Radio J : La chronique hebdo de Simone Rodan-Benzaquen dans le Grand Journal du 25 mars 2022. Thème : "Guerre en Ukraine : l'obsession anti-israélienne"

Je ne sais pas si vous l’avez remarqué, mais même dans des guerres qui ne se passent pas au Proche-Orient, des guerres qui n'impliquent pas Israël, en l'occurrence celle que mène aujourd’hui la Russie à l’Ukraine, Israël semble être malgré tout au centre de l’attention dans certains médias et sur les réseaux sociaux. Les articles et les commentaires se succèdent pour dire qu'Israël serait « un grand allié de la Russie », tandis que certains comparent la situation des Palestiniens à celle des ukrainiens ou encore d’autres qui accusent Israël de « refuser d’accueillir des réfugiés ukrainiens » .

Pour commencer, je voudrais être très claire: je fais partie de ceux qui considèrent qu’Israël devrait faire plus pour soutenir l’Ukraine.

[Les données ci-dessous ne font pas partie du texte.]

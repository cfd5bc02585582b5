use crate::error::{ErrorResponse, HttpAppError};
use crate::state::AppState;
use axum::{
    extract::{Query, State},
    response::IntoResponse,
    Json,
};
use rendition_core::{AppError, DiscoveryResult};
use serde::Deserialize;
use std::sync::Arc;
use utoipa::IntoParams;

#[derive(Debug, Deserialize, IntoParams)]
#[into_params(parameter_in = Query)]
pub struct DiscoveryQuery {
    /// Source key as uploaded, including its extension
    pub key: Option<String>,
}

/// Discover the original and the renditions currently available for a source key
///
/// Never cached: each call probes storage again. Sizes with nothing produced yet are
/// returned as empty lists.
#[utoipa::path(
    get,
    path = "/discovery",
    tag = "discovery",
    params(DiscoveryQuery),
    responses(
        (status = 200, description = "Artifacts currently available", body = DiscoveryResult),
        (status = 400, description = "Missing key", body = ErrorResponse),
        (status = 500, description = "Storage error", body = ErrorResponse)
    )
)]
#[tracing::instrument(skip(state, query), fields(key = ?query.key, operation = "discover"))]
pub async fn discover(
    State(state): State<Arc<AppState>>,
    Query(query): Query<DiscoveryQuery>,
) -> Result<impl IntoResponse, HttpAppError> {
    let key = query
        .key
        .filter(|k| !k.is_empty())
        .ok_or_else(|| AppError::InvalidInput("key is required".to_string()))?;

    let result = state.scanner.scan(&key).await?;

    Ok(Json(result))
}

Certes, Israël reste fidèle au Tikun Olam. Elle a ouvert l’opération Shining Star, une initiative humanitaire qui comprend l’ouverture d'un immense hôpital de campagne à Lviv pour soigner les victimes de l'invasion russe. Plus de 100 tonnes d'aide humanitaire ont été expédiées au cours des premières semaines. Oui, plus de 13,000 réfugiés ukrainiens sont à ce jour arrivés en Israël, un nombre bien supérieur à celui que d'autres pays, comme les États-Unis et le Royaume-Uni, ont accueilli - y compris des non-Juifs. Et, soyons clair: contrairement à ce qui est souvent dit, Israël a explicitement condamné les crimes de Poutine et a affirmé qu’elle se conformera aux sanctions internationales contre la Russie.

Il est vrai aussi qu'Israël est dans une position extrêmement délicate, compte tenu du fait qu’elle partage aujourd’hui une frontière avec la Syrie où la Russie est la principale force militaire, pays frontalier dans lequel l’ennemi principal d’Israel, l’Iran est présent.

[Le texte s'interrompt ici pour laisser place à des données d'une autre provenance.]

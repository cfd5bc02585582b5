//! Discovery polling: a bounded, fixed-interval retry loop around the discovery
//! endpoint.
//!
//! [`PollState::advance`] is the whole protocol and does no I/O. [`DiscoveryPoller`]
//! feeds it one discovery call per tick, sleeps between ticks and stops early when
//! its [`CancellationToken`] fires.

use async_trait::async_trait;
use rendition_core::constants::{DEFAULT_POLL_INTERVAL, DEFAULT_POLL_MAX_ATTEMPTS};
use rendition_core::DiscoveryResult;
use std::time::Duration;
use thiserror::Error;
use tokio_util::sync::CancellationToken;

use crate::ApiClient;

/// Anything that can answer a discovery query.
#[async_trait]
pub trait DiscoverySource: Send + Sync {
    async fn discover(&self, key: &str) -> anyhow::Result<DiscoveryResult>;
}

#[async_trait]
impl DiscoverySource for ApiClient {
    async fn discover(&self, key: &str) -> anyhow::Result<DiscoveryResult> {
        ApiClient::discover(self, key).await
    }
}

/// Retry budget and spacing.
#[derive(Debug, Clone, Copy, PartialEq, Eq)]
pub struct PollPolicy {
    pub max_attempts: u32,
    pub interval: Duration,
}

impl Default for PollPolicy {
    fn default() -> Self {
        Self {
            max_attempts: DEFAULT_POLL_MAX_ATTEMPTS,
            interval: DEFAULT_POLL_INTERVAL,
        }
    }
}

#[derive(Debug, Clone, PartialEq, Eq)]
pub enum PollState {
    /// Waiting for artifacts; `attempt` counts the non-ready ticks so far.
    Polling { attempt: u32 },
    Succeeded(DiscoveryResult),
    Expired { attempts: u32 },
}

impl PollState {
    pub fn start() -> Self {
        PollState::Polling { attempt: 0 }
    }

    /// Apply one tick. `None` is a failed call and counts like an empty result.
    ///
    /// Terminal states stay where they are.
    pub fn advance(self, tick: Option<DiscoveryResult>, policy: &PollPolicy) -> Self {
        match self {
            PollState::Polling { attempt } => match tick {
                Some(result) if result.is_ready() => PollState::Succeeded(result),
                _ => {
                    let attempt = attempt + 1;
                    if attempt >= policy.max_attempts {
                        PollState::Expired { attempts: attempt }
                    } else {
                        PollState::Polling { attempt }
                    }
                }
            },
            terminal => terminal,
        }
    }

    pub fn is_terminal(&self) -> bool {
        !matches!(self, PollState::Polling { .. })
    }
}

#[derive(Debug, Error, PartialEq, Eq)]
pub enum PollError {
    #[error("Renditions not available after {attempts} attempts, try again later")]
    Timeout { attempts: u32 },

    #[error("Polling cancelled")]
    Cancelled,
}

/// Polls one source key until something is available, the budget runs out or the
/// token is cancelled. Never has more than one discovery call in flight.
pub struct DiscoveryPoller<S> {
    source: S,
    policy: PollPolicy,
    cancel: CancellationToken,
}

impl<S: DiscoverySource> DiscoveryPoller<S> {
    pub fn new(source: S, policy: PollPolicy) -> Self {
        Self {
            source,
            policy,
            cancel: CancellationToken::new(),
        }
    }

    /// Use an externally owned token, e.g. one tied to Ctrl+C.
    pub fn with_cancellation(mut self, cancel: CancellationToken) -> Self {
        self.cancel = cancel;
        self
    }

    pub fn cancellation_token(&self) -> CancellationToken {
        self.cancel.clone()
    }

    pub fn policy(&self) -> &PollPolicy {
        &self.policy
    }

    #[tracing::instrument(skip(self), fields(max_attempts = self.policy.max_attempts))]
    pub async fn run(&self, key: &str) -> Result<DiscoveryResult, PollError> {
        let mut state = PollState::start();

        loop {
            let tick = tokio::select! {
                biased;
                _ = self.cancel.cancelled() => return Err(PollError::Cancelled),
                result = self.source.discover(key) => result,
            };

            let tick = match tick {
                Ok(result) => Some(result),
                Err(e) => {
                    tracing::warn!(error = %e, "Discovery call failed");
                    None
                }
            };

            state = match state.advance(tick, &self.policy) {
                PollState::Succeeded(result) => {
                    tracing::info!(
                        original = result.original.is_some(),
                        renditions = result.available().len(),
                        "Artifacts available"
                    );
                    return Ok(result);
                }
                // returns straight after the final call; no trailing interval
                PollState::Expired { attempts } => {
                    tracing::warn!(attempts, "Gave up waiting for artifacts");
                    return Err(PollError::Timeout { attempts });
                }
                PollState::Polling { attempt } => {
                    tracing::debug!(attempt, "Nothing available yet");
                    tokio::select! {
                        biased;
                        _ = self.cancel.cancelled() => return Err(PollError::Cancelled),
                        _ = tokio::time::sleep(self.policy.interval) => {}
                    }
                    PollState::Polling { attempt }
                }
            };
        }
    }
}

#[cfg(test)]
mod tests {
    use super::*;
    use std::sync::atomic::{AtomicBool, AtomicU32, Ordering};
    use std::sync::Arc;
    use tokio::time::Instant;

    fn ready() -> DiscoveryResult {
        DiscoveryResult {
            original: Some("https://example.com/cat.png".to_string()),
            ..Default::default()
        }
    }

    /// Answers empty until call number `ready_on`, failing the calls listed in `fail_on`.
    #[derive(Clone, Default)]
    struct ScriptedSource {
        calls: Arc<AtomicU32>,
        in_flight: Arc<AtomicBool>,
        ready_on: Option<u32>,
        fail_on: Vec<u32>,
        latency: Duration,
    }

    impl ScriptedSource {
        fn calls(&self) -> u32 {
            self.calls.load(Ordering::SeqCst)
        }
    }

    #[async_trait]
    impl DiscoverySource for ScriptedSource {
        async fn discover(&self, _key: &str) -> anyhow::Result<DiscoveryResult> {
            assert!(
                !self.in_flight.swap(true, Ordering::SeqCst),
                "overlapping discovery calls"
            );
            let call = self.calls.fetch_add(1, Ordering::SeqCst) + 1;
            if !self.latency.is_zero() {
                tokio::time::sleep(self.latency).await;
            }
            self.in_flight.store(false, Ordering::SeqCst);

            if self.fail_on.contains(&call) {
                anyhow::bail!("connection reset");
            }
            match self.ready_on {
                Some(n) if call >= n => Ok(ready()),
                _ => Ok(DiscoveryResult::default()),
            }
        }
    }

    #[test]
    fn advance_counts_non_ready_ticks() {
        let policy = PollPolicy {
            max_attempts: 3,
            interval: Duration::from_millis(10),
        };

        let state = PollState::start().advance(Some(DiscoveryResult::default()), &policy);
        assert_eq!(state, PollState::Polling { attempt: 1 });

        let state = state.advance(None, &policy);
        assert_eq!(state, PollState::Polling { attempt: 2 });

        let state = state.advance(None, &policy);
        assert_eq!(state, PollState::Expired { attempts: 3 });
        assert!(state.is_terminal());
    }

    #[test]
    fn advance_succeeds_on_ready_result() {
        let policy = PollPolicy::default();
        let state = PollState::Polling { attempt: 14 }.advance(Some(ready()), &policy);
        assert_eq!(state, PollState::Succeeded(ready()));
    }

    #[test]
    fn terminal_states_do_not_move() {
        let policy = PollPolicy::default();
        let expired = PollState::Expired { attempts: 15 };
        assert_eq!(expired.clone().advance(Some(ready()), &policy), expired);

        let done = PollState::Succeeded(ready());
        assert_eq!(done.clone().advance(None, &policy), done);
    }

    #[test]
    fn default_policy() {
        let policy = PollPolicy::default();
        assert_eq!(policy.max_attempts, 15);
        assert_eq!(policy.interval, Duration::from_millis(2000));
    }

    #[tokio::test(start_paused = true)]
    async fn succeeds_on_fifteenth_tick() {
        let source = ScriptedSource {
            ready_on: Some(15),
            ..Default::default()
        };
        let poller = DiscoveryPoller::new(source.clone(), PollPolicy::default());

        let result = poller.run("cat.png").await.unwrap();

        assert!(result.is_ready());
        assert_eq!(source.calls(), 15);
    }

    #[tokio::test(start_paused = true)]
    async fn expires_after_max_attempts() {
        let source = ScriptedSource::default();
        let policy = PollPolicy::default();
        let poller = DiscoveryPoller::new(source.clone(), policy);

        let start = Instant::now();
        let err = poller.run("cat.png").await.unwrap_err();

        assert_eq!(err, PollError::Timeout { attempts: 15 });
        assert_eq!(source.calls(), 15);
        // Expired is decided by the last call's answer, so a sleep after it would only
        // delay the timeout: 15 calls are separated by 14 intervals.
        let elapsed = start.elapsed();
        assert!(elapsed >= policy.interval * 14, "elapsed {:?}", elapsed);
        assert!(elapsed < policy.interval * 15, "elapsed {:?}", elapsed);
    }

    #[tokio::test(start_paused = true)]
    async fn failed_calls_consume_attempts() {
        let source = ScriptedSource {
            ready_on: Some(4),
            fail_on: vec![1, 2],
            ..Default::default()
        };
        let poller = DiscoveryPoller::new(
            source.clone(),
            PollPolicy {
                max_attempts: 3,
                interval: Duration::from_millis(500),
            },
        );

        let err = poller.run("cat.png").await.unwrap_err();

        assert_eq!(err, PollError::Timeout { attempts: 3 });
        assert_eq!(source.calls(), 3);
    }

    #[tokio::test(start_paused = true)]
    async fn recovers_after_failed_calls() {
        let source = ScriptedSource {
            ready_on: Some(3),
            fail_on: vec![1, 2],
            ..Default::default()
        };
        let poller = DiscoveryPoller::new(source.clone(), PollPolicy::default());

        assert!(poller.run("cat.png").await.is_ok());
        assert_eq!(source.calls(), 3);
    }

    #[tokio::test(start_paused = true)]
    async fn cancel_during_wait() {
        let source = ScriptedSource::default();
        let poller = DiscoveryPoller::new(source.clone(), PollPolicy::default());
        let token = poller.cancellation_token();

        let handle = tokio::spawn(async move { poller.run("cat.png").await });
        tokio::time::sleep(Duration::from_millis(5000)).await;
        token.cancel();

        let result = handle.await.unwrap();
        assert_eq!(result, Err(PollError::Cancelled));
        // ticks at 0s, 2s and 4s
        assert_eq!(source.calls(), 3);
    }

    #[tokio::test(start_paused = true)]
    async fn cancel_during_call() {
        let source = ScriptedSource {
            latency: Duration::from_secs(30),
            ..Default::default()
        };
        let token = CancellationToken::new();
        let poller = DiscoveryPoller::new(source.clone(), PollPolicy::default())
            .with_cancellation(token.clone());

        let handle = tokio::spawn(async move { poller.run("cat.png").await });
        tokio::time::sleep(Duration::from_secs(1)).await;
        token.cancel();

        assert_eq!(handle.await.unwrap(), Err(PollError::Cancelled));
        assert_eq!(source.calls(), 1);
    }

    #[tokio::test(start_paused = true)]
    async fn cancelled_before_start_makes_no_calls() {
        let source = ScriptedSource::default();
        let poller = DiscoveryPoller::new(source.clone(), PollPolicy::default());
        poller.cancellation_token().cancel();

        assert_eq!(poller.run("cat.png").await, Err(PollError::Cancelled));
        assert_eq!(source.calls(), 0);
    }
}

Mais comme je disais, je pense qu’Israël devrait faire davantage. Israël doit avoir une attitude plus audacieuse face à la Russie, non seulement parce que dans le passé, alors que l’Union soviétique était plus hostile et puissante que la Russie actuelle, Israël le faisait, comprenant qu’elle jouissait, comme aujourd’hui d'un avantage important au Moyen-Orient- mais aussi parce qu’il n’est ici pas uniquement question d'intérêts mais aussi de valeurs. Et Israël est une nation de valeurs; une nation composée de citoyens qui croient en ce qui est juste et qui sont prêts à risquer leur vie pour sauver autrui.

Mais revenons à ce que je vous disais au départ- malgré le fait que je pense qu’Israël devrait faire davantage, je ne peux que ressentir un terrible malaise avec cette attention disproportionnée envers Israël dans cette guerre.

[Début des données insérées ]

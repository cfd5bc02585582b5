//! Test helpers: build AppState and router for integration tests.
//!
//! Run from workspace root: `cargo test -p rendition-api`.
//! Local-backend apps keep their files in a temp dir that lives as long as `TestApp`.

#![allow(dead_code)]

pub mod storage;

use axum_test::TestServer;
use rendition_api::setup::routes;
use rendition_api::AppState;
use rendition_core::{Config, StorageBackend, StorageConfig};
use rendition_storage::{LocalStorage, MockStorage, Storage};
use std::sync::Arc;
use tempfile::TempDir;

pub const INPUT_BUCKET: &str = "uploads";
pub const OUTPUT_BUCKET: &str = "renditions";
pub const BASE_URL: &str = "http://localhost:4000/files";
pub const SIGNING_SECRET: &str = "test-signing-secret-0123456789abcdef";

/// Test application: server, the local store behind it, and owned resources.
pub struct TestApp {
    pub server: TestServer,
    pub local: Arc<LocalStorage>,
    pub _temp_dir: TempDir,
}

impl TestApp {
    pub fn client(&self) -> &TestServer {
        &self.server
    }

    /// Seed an object as the upload path or the pipeline would.
    pub async fn put(&self, bucket: &str, key: &str, data: &[u8]) {
        self.local
            .put_object(bucket, key, data)
            .await
            .expect("Failed to seed object");
    }
}

pub fn test_config(backend: StorageBackend, path: Option<String>) -> Config {
    Config {
        server_port: 4000,
        cors_origins: vec!["*".to_string()],
        environment: "test".to_string(),
        storage: StorageConfig {
            backend,
            region: None,
            input_bucket: INPUT_BUCKET.to_string(),
            output_bucket: OUTPUT_BUCKET.to_string(),
            endpoint: None,
            access_key_id: None,
            secret_access_key: None,
            local_storage_path: path,
            local_storage_base_url: Some(BASE_URL.to_string()),
            local_signing_secret: Some(SIGNING_SECRET.to_string()),
        },
    }
}

/// Setup test app with the local backend on a temp dir.
pub async fn setup_test_app() -> TestApp {
    let temp_dir = tempfile::tempdir().expect("Failed to create temp directory");
    let config = test_config(
        StorageBackend::Local,
        Some(temp_dir.path().to_string_lossy().to_string()),
    );

    let local = Arc::new(
        LocalStorage::new(
            temp_dir.path(),
            BASE_URL.to_string(),
            SIGNING_SECRET,
            &[INPUT_BUCKET.to_string(), OUTPUT_BUCKET.to_string()],
        )
        .await
        .expect("Failed to create local storage"),
    );
    let storage: Arc<dyn Storage> = local.clone();

    let state = Arc::new(AppState::new(config.clone(), storage, Some(local.clone())));
    let app = routes::setup_routes(&config, state).expect("Failed to build routes");
    let server = TestServer::new(app.into_make_service()).expect("Failed to create test server");

    TestApp {
        server,
        local,
        _temp_dir: temp_dir,
    }
}

/// Setup a server over an in-memory gateway, for failure injection.
pub fn setup_mock_app(storage: &MockStorage) -> TestServer {
    let config = test_config(StorageBackend::S3, None);
    let storage: Arc<dyn Storage> = Arc::new(storage.clone());

    let state = Arc::new(AppState::new(config.clone(), storage, None));
    let app = routes::setup_routes(&config, state).expect("Failed to build routes");
    TestServer::new(app.into_make_service()).expect("Failed to create test server")
}

/// Path and query of a URL served by this app (strips scheme and host).
pub fn local_path(url: &str) -> &str {
    url.strip_prefix("http://localhost:4000")
        .expect("URL should point at the local file routes")
}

Est-ce parce que le Premier Ministre Bennett a souhaité jouer un rôle de médiation entre Vladimir Poutine et Vlodomir Zelensky, parce qu’il est allé le rencontrer à Moscou, est-ce parce que le Président Zelensky s’est adressé à la Knesset? Parce que Jérusalem a été évoqué comme un lieu de négociation entre les deux parties? Peut-être, mais j’ai des doutes…

J’ai plutôt le sentiment qu’Israël sert d’exutoire à un sentiment de culpabilité occidental. N’est-ce finalement pas toujours le même mécanisme qui se met en place dès qu’il s’agit d'Israël? On voit du côté d’Israël un manque d’humanité, un manque de solidarité- comme si cet enieme episode ukrainien serait la preuve supplémentaire de la « corruption morale » de l’état d’Israël- dans la même veine d’un Israël prétendument « raciste » ou « apartheid »…

Au fond, n’est-ce pas la meilleure manière de se sentir un peu moins coupable, d’éviter de se remettre en question, de se poser les vraies questions? De se poser des questions sur notre aveuglement à nous, face à la menace russe qui nous a conduit à laisser prospérer l’influence russe en Europe, qui a permis à la Russie de prendre une place en Syrie qui lui permet aujourd’hui d’être de facto le voisin d'Israël?

Alors oui, demandons à tous, européens, américains, tous- y compris Israël de faire davantage pour soutenir le peuple ukrainien et son président. Mais de grâce, évitons d’utiliser cette guerre comme une énième occasion pour faire une thérapie de groupe sur le dos d'Israël.